(WORK TASK): Up through the line that contains "if !self.verbose ||", retype the entries exactly, beginning at the very first line.
-------- TASK DATA --------
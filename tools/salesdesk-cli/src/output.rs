//! Output formatting for the CLI.

use console::style;
use indicatif::{ProgressBar, ProgressStyle};
use salesdesk_cache::{CacheStatsSnapshot, CacheStatus};

/// Output handler for CLI messages.
#[derive(Clone)]
pub struct Output {
    verbose: bool,
    json: bool,
}

impl Output {
    /// Create a new output handler.
    pub fn new(verbose: bool, json: bool) -> Self {
        Self { verbose, json }
    }

    /// Print an info message.
    pub fn info(&self, msg: &str) {
        if self.json {
            return;
        }
        println!("{} {}", style("ℹ").blue(), msg);
    }

    /// Print a success message.
    pub fn success(&self, msg: &str) {
        if self.json {
            return;
        }
        println!("{} {}", style("✓").green(), msg);
    }

    /// Print a warning message.
    pub fn warn(&self, msg: &str) {
        if self.json {
            return;
        }
        eprintln!("{} {}", style("⚠").yellow(), msg);
    }

    /// Print an error message.
    pub fn error(&self, msg: &str) {
        if self.json {
            eprintln!("{}", serde_json::json!({ "error": msg }));
            return;
        }
        eprintln!("{} {}", style("✗").red(), style(msg).red());
    }

    /// Print a debug message (only in verbose mode).
    pub fn debug(&self, msg: &str) {
        if !self.verbose || self.json {
            return;
        }
        eprintln!("{} {}", style("→").dim(), style(msg).dim());
    }

    /// Print a header/title.
    pub fn header(&self, msg: &str) {
        if self.json {
            return;
        }
        println!("\n{}", style(msg).bold().underlined());
    }

    /// Print JSON output.
    pub fn json<T: serde::Serialize>(&self, value: &T) {
        if let Ok(json) = serde_json::to_string_pretty(value) {
            println!("{}", json);
        }
    }

    /// Print a key-value pair.
    pub fn kv(&self, key: &str, value: &str) {
        if self.json {
            return;
        }
        println!("  {}: {}", style(key).dim(), value);
    }

    /// Print a list item.
    pub fn list_item(&self, item: &str) {
        if self.json {
            return;
        }
        println!("  {} {}", style("•").dim(), item);
    }

    /// Print a table row.
    pub fn table_row(&self, cols: &[&str], widths: &[usize]) {
        if self.json {
            return;
        }
        let formatted: Vec<String> = cols
            .iter()
            .zip(widths.iter())
            .map(|(col, width)| format!("{:width$}", col, width = width))
            .collect();
        println!("  {}", formatted.join("  "));
    }

    /// Print raw text to stdout.
    pub fn raw(&self, text: &str) {
        if self.json {
            return;
        }
        println!("{}", text);
    }

    /// Create a spinner for indeterminate progress.
    pub fn spinner(&self, msg: &str) -> ProgressBar {
        if self.json {
            return ProgressBar::hidden();
        }

        let pb = ProgressBar::new_spinner();
        if let Ok(spinner_style) = ProgressStyle::default_spinner().template("{spinner:.green} {msg}") {
            pb.set_style(spinner_style);
        }
        pb.set_message(msg.to_string());
        pb.enable_steady_tick(std::time::Duration::from_millis(100));
        pb
    }

    /// Check if JSON mode is enabled.
    pub fn is_json(&self) -> bool {
        self.json
    }
}

/// Coloured badge for the path a request took through the cache.
pub fn cache_badge(status: CacheStatus) -> String {
    let label = status.to_string();
    match status {
        CacheStatus::Hit => style(label).green().to_string(),
        CacheStatus::Miss => style(label).yellow().to_string(),
        CacheStatus::Bypass => style(label).dim().to_string(),
        CacheStatus::Error => style(label).red().to_string(),
    }
}

/// Coloured HTTP status, e.g. `200 OK`.
pub fn http_status(status: u16, reason: Option<&str>) -> String {
    let text = match reason {
        Some(reason) => format!("{} {}", status, reason),
        None => status.to_string(),
    };
    match status {
        200..=299 => style(text).green().to_string(),
        300..=399 => style(text).cyan().to_string(),
        400..=499 => style(text).yellow().to_string(),
        _ => style(text).red().to_string(),
    }
}

/// Format bytes as human-readable size.
pub fn format_bytes(bytes: u64) -> String {
    const KB: u64 = 1024;
    const MB: u64 = KB * 1024;

    if bytes >= MB {
        format!("{:.2} MB", bytes as f64 / MB as f64)
    } else if bytes >= KB {
        format!("{:.2} KB", bytes as f64 / KB as f64)
    } else {
        format!("{} B", bytes)
    }
}

/// One-line summary of request cache counters.
pub fn cache_counters(stats: &CacheStatsSnapshot) -> String {
    let ratio = match stats.hit_ratio() {
        Some(ratio) => format!("{:.0}%", ratio * 100.0),
        None => "n/a".to_string(),
    };
    format!(
        "hits {}, misses {}, bypasses {}, network failures {}, storage errors {}, hit ratio {}",
        stats.hits, stats.misses, stats.bypasses, stats.network_failures, stats.storage_errors, ratio
    )
}

/// Shorten a cache key for tables.
pub fn short_key(key: &str) -> &str {
    key.get(..12).unwrap_or(key)
}

#[cfg(test)]
mod tests {
    use super::*;

    #[test]
    fn test_format_bytes() {
        assert_eq!(format_bytes(512), "512 B");
        assert_eq!(format_bytes(2048), "2.00 KB");
        assert_eq!(format_bytes(3 * 1024 * 1024), "3.00 MB");
    }

    #[test]
    fn test_short_key() {
        assert_eq!(short_key("0123456789abcdef"), "0123456789ab");
        assert_eq!(short_key("abc"), "abc");
    }

    #[test]
    fn test_badges_contain_labels() {
        assert!(cache_badge(CacheStatus::Hit).contains("HIT"));
        assert!(http_status(404, Some("Not Found")).contains("404 Not Found"));
        assert!(http_status(500, None).contains("500"));
    }

    #[test]
    fn test_cache_counters() {
        assert!(cache_counters(&CacheStatsSnapshot::default()).ends_with("hit ratio n/a"));

        let stats = CacheStatsSnapshot {
            hits: 3,
            misses: 1,
            storage_errors: 2,
            ..Default::default()
        };
        assert_eq!(
            cache_counters(&stats),
            "hits 3, misses 1, bypasses 0, network failures 0, storage errors 2, hit ratio 75%"
        );
    }
}
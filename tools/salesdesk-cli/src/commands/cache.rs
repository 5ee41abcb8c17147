//! Inspect the response cache.

use anyhow::{bail, Result};
use chrono::{DateTime, Utc};
use salesdesk_cache::{CacheEntry, CacheKey, CacheStore, FileStore};
use serde::Serialize;

use super::{CacheArgs, CacheCommand};
use crate::context::Context;
use crate::output::{format_bytes, http_status, short_key};

/// Run the cache command.
pub async fn run(args: CacheArgs, ctx: &Context) -> Result<()> {
    let store = ctx.open_store()?;
    match args.command {
        CacheCommand::List => list(&store, ctx).await,
        CacheCommand::Show { key } => show(&store, &key, ctx).await,
        CacheCommand::Stats => stats(&store, ctx).await,
    }
}

async fn entries(store: &FileStore, ctx: &Context) -> Result<Vec<CacheEntry>> {
    let mut entries = Vec::new();
    for key in store.keys().await? {
        match store.get(&key).await {
            Ok(Some(entry)) => entries.push(entry),
            Ok(None) => {}
            Err(e) => ctx.output.warn(&format!("Skipping {}: {}", short_key(key.as_str()), e)),
        }
    }
    entries.sort_by(|a, b| b.stored_at.cmp(&a.stored_at));
    Ok(entries)
}

#[derive(Serialize)]
struct EntrySummary<'a> {
    key: &'a CacheKey,
    method: String,
    url: &'a str,
    status: u16,
    bytes: usize,
    stored_at: DateTime<Utc>,
}

async fn list(store: &FileStore, ctx: &Context) -> Result<()> {
    let entries = entries(store, ctx).await?;

    if ctx.output.is_json() {
        let rows: Vec<_> = entries
            .iter()
            .map(|e| EntrySummary {
                key: &e.key,
                method: e.method.to_string(),
                url: &e.url,
                status: e.status,
                bytes: e.body_len(),
                stored_at: e.stored_at,
            })
            .collect();
        ctx.output.json(&rows);
        return Ok(());
    }

    ctx.output.header(&format!("Cached responses ({})", entries.len()));
    if entries.is_empty() {
        ctx.output.info("Cache is empty");
        return Ok(());
    }

    let widths = [12, 6, 6, 10, 19, 0];
    ctx.output
        .table_row(&["KEY", "METHOD", "STATUS", "SIZE", "STORED", "URL"], &widths);
    for e in &entries {
        ctx.output.table_row(
            &[
                short_key(e.key.as_str()),
                e.method.as_str(),
                &e.status.to_string(),
                &format_bytes(e.body_len() as u64),
                &e.stored_at.format("%Y-%m-%d %H:%M:%S").to_string(),
                &e.url,
            ],
            &widths,
        );
    }
    Ok(())
}

async fn resolve_key(store: &FileStore, input: &str) -> Result<CacheKey> {
    if let Some(key) = CacheKey::parse(input) {
        return Ok(key);
    }
    if input.len() < 4 {
        bail!("Key prefix {:?} is too short (need at least 4 characters)", input);
    }

    let matches: Vec<CacheKey> = store
        .keys()
        .await?
        .into_iter()
        .filter(|k| k.as_str().starts_with(input))
        .collect();

    match matches.as_slice() {
        [] => bail!("No cached response matches {:?}", input),
        [key] => Ok(key.clone()),
        many => bail!("Key prefix {:?} is ambiguous ({} matches)", input, many.len()),
    }
}

async fn show(store: &FileStore, input: &str, ctx: &Context) -> Result<()> {
    let key = resolve_key(store, input).await?;
    let Some(entry) = store.get(&key).await? else {
        bail!("No cached response for key {}", key);
    };

    if ctx.output.is_json() {
        let body = serde_json::from_slice::<serde_json::Value>(&entry.body).unwrap_or_else(|_| {
            serde_json::Value::String(String::from_utf8_lossy(&entry.body).into_owned())
        });
        ctx.output.json(&serde_json::json!({
            "key": entry.key,
            "method": entry.method,
            "url": entry.url,
            "status": entry.status,
            "headers": entry.headers,
            "stored_at": entry.stored_at,
            "body": body,
        }));
        return Ok(());
    }

    let response = entry.to_response();
    ctx.output.header("Cached response");
    ctx.output.kv("Key", entry.key.as_str());
    ctx.output.kv("Request", &format!("{} {}", entry.method, entry.url));
    ctx.output
        .kv("Status", &http_status(entry.status, response.status_text()));
    ctx.output.kv("Stored", &entry.stored_at.to_rfc3339());
    ctx.output.kv("Size", &format_bytes(entry.body_len() as u64));

    let mut headers: Vec<_> = entry.headers.iter().collect();
    headers.sort();
    for (name, value) in headers {
        ctx.output.list_item(&format!("{}: {}", name, value));
    }

    ctx.output.raw("");
    match response.json::<serde_json::Value>() {
        Ok(value) => ctx.output.raw(&serde_json::to_string_pretty(&value)?),
        Err(_) => ctx.output.raw(&String::from_utf8_lossy(&entry.body)),
    }
    Ok(())
}

#[derive(Serialize)]
struct StoreStats {
    namespace: String,
    path: String,
    entries: usize,
    body_bytes: u64,
    oldest: Option<DateTime<Utc>>,
    newest: Option<DateTime<Utc>>,
}

async fn stats(store: &FileStore, ctx: &Context) -> Result<()> {
    let entries = entries(store, ctx).await?;
    let stats = StoreStats {
        namespace: store.namespace().to_string(),
        path: store.root().display().to_string(),
        entries: entries.len(),
        body_bytes: entries.iter().map(|e| e.body_len() as u64).sum(),
        oldest: entries.iter().map(|e| e.stored_at).min(),
        newest: entries.iter().map(|e| e.stored_at).max(),
    };

    if ctx.output.is_json() {
        ctx.output.json(&stats);
        return Ok(());
    }

    ctx.output.header("Cache statistics");
    ctx.output.kv("Namespace", &stats.namespace);
    ctx.output.kv("Path", &stats.path);
    ctx.output.kv("Entries", &stats.entries.to_string());
    ctx.output.kv("Body size", &format_bytes(stats.body_bytes));
    if let (Some(oldest), Some(newest)) = (stats.oldest, stats.newest) {
        ctx.output.kv("Oldest", &oldest.to_rfc3339());
        ctx.output.kv("Newest", &newest.to_rfc3339());
    }
    Ok(())
}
--------
(TASK SOLUTION):
filename tools/salesdesk-cli/src/output.rs
//! Output formatting for the CLI.

use console::style;
use indicatif::{ProgressBar, ProgressStyle};
use salesdesk_cache::{CacheStatsSnapshot, CacheStatus};

/// Output handler for CLI messages.
#[derive(Clone)]
pub struct Output {
    verbose: bool,
    json: bool,
}

impl Output {
    /// Create a new output handler.
    pub fn new(verbose: bool, json: bool) -> Self {
        Self { verbose, json }
    }

    /// Print an info message.
    pub fn info(&self, msg: &str) {
        if self.json {
            return;
        }
        println!("{} {}", style("ℹ").blue(), msg);
    }

    /// Print a success message.
    pub fn success(&self, msg: &str) {
        if self.json {
            return;
        }
        println!("{} {}", style("✓").green(), msg);
    }

    /// Print a warning message.
    pub fn warn(&self, msg: &str) {
        if self.json {
            return;
        }
        eprintln!("{} {}", style("⚠").yellow(), msg);
    }

    /// Print an error message.
    pub fn error(&self, msg: &str) {
        if self.json {
            eprintln!("{}", serde_json::json!({ "error": msg }));
            return;
        }
        eprintln!("{} {}", style("✗").red(), style(msg).red());
    }

    /// Print a debug message (only in verbose mode).
    pub fn debug(&self, msg: &str) {
        if !self.verbose || self.json {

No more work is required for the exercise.